DIRECTIONS: Looking at the listing beneath, work out how many lines hold "CheckRun" and report only that figure.
**********
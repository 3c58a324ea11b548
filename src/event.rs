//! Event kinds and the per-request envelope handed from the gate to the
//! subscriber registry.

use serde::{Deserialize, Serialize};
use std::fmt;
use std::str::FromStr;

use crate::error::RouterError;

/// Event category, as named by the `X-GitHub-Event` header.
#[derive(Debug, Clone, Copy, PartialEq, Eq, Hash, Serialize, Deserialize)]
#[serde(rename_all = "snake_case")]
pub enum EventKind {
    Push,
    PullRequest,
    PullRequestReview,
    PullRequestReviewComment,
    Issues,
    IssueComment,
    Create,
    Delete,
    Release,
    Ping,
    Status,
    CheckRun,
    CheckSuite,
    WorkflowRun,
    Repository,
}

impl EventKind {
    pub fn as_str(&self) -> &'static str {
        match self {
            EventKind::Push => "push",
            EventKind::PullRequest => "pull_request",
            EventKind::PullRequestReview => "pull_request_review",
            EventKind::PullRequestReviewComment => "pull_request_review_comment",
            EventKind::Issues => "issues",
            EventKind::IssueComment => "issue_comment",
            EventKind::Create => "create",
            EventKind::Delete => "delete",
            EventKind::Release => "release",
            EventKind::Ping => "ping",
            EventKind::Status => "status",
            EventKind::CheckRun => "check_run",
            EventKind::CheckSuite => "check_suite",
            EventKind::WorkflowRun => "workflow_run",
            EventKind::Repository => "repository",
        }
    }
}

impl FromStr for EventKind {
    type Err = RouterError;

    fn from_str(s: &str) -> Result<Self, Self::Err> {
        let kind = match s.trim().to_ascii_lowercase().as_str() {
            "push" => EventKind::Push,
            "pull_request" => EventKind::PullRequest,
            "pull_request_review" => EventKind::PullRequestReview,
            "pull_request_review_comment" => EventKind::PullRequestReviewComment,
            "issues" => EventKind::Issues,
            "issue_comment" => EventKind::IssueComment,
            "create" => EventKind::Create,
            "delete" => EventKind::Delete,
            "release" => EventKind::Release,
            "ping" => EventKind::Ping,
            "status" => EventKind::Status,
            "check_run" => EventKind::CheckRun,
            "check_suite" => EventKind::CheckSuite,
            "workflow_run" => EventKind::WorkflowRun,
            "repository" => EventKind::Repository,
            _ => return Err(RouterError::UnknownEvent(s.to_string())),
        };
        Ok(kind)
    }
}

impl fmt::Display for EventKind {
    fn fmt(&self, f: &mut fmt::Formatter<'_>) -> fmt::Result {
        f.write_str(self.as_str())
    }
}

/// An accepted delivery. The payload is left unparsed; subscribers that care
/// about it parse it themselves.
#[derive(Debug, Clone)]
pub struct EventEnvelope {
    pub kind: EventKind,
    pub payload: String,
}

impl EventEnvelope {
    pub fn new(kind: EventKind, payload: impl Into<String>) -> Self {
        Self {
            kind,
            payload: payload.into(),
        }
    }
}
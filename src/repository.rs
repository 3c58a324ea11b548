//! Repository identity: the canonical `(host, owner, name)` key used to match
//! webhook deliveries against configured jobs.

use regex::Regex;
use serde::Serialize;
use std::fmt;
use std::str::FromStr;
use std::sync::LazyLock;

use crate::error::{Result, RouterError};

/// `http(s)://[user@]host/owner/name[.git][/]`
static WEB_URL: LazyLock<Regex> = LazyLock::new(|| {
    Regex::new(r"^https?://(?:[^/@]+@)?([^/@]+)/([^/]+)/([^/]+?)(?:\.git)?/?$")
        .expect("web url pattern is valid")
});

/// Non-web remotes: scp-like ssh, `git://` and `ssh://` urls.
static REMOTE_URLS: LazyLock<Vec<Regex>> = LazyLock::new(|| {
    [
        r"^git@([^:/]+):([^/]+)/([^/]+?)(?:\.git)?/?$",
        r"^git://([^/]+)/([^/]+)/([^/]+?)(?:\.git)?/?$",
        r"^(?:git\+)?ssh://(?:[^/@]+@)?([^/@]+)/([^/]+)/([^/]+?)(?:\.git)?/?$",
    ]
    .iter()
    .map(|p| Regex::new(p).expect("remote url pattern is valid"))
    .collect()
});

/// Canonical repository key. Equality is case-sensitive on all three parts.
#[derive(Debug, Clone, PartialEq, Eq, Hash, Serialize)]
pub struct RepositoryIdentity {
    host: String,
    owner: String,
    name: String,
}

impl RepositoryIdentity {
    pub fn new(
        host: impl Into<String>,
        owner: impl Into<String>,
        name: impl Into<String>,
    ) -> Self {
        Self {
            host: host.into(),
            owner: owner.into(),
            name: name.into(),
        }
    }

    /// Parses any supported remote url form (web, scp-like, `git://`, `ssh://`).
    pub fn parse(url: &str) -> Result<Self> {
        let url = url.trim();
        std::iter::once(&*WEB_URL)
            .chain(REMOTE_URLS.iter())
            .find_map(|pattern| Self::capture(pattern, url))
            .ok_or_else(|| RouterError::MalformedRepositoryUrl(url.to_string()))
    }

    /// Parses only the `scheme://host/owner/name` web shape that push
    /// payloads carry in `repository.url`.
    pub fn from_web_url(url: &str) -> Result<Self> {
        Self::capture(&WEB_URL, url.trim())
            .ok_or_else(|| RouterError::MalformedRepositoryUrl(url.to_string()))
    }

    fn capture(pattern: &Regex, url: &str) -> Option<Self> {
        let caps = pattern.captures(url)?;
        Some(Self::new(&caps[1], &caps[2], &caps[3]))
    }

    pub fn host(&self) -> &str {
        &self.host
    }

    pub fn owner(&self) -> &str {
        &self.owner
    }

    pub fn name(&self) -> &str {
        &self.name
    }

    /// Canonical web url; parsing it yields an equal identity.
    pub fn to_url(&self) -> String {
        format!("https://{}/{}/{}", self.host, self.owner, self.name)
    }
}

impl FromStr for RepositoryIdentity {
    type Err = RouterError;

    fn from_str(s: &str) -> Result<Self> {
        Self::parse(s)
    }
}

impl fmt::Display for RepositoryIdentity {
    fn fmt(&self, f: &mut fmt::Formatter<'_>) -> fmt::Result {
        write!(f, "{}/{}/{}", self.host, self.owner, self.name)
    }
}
**********
ANSWER SECTION: 3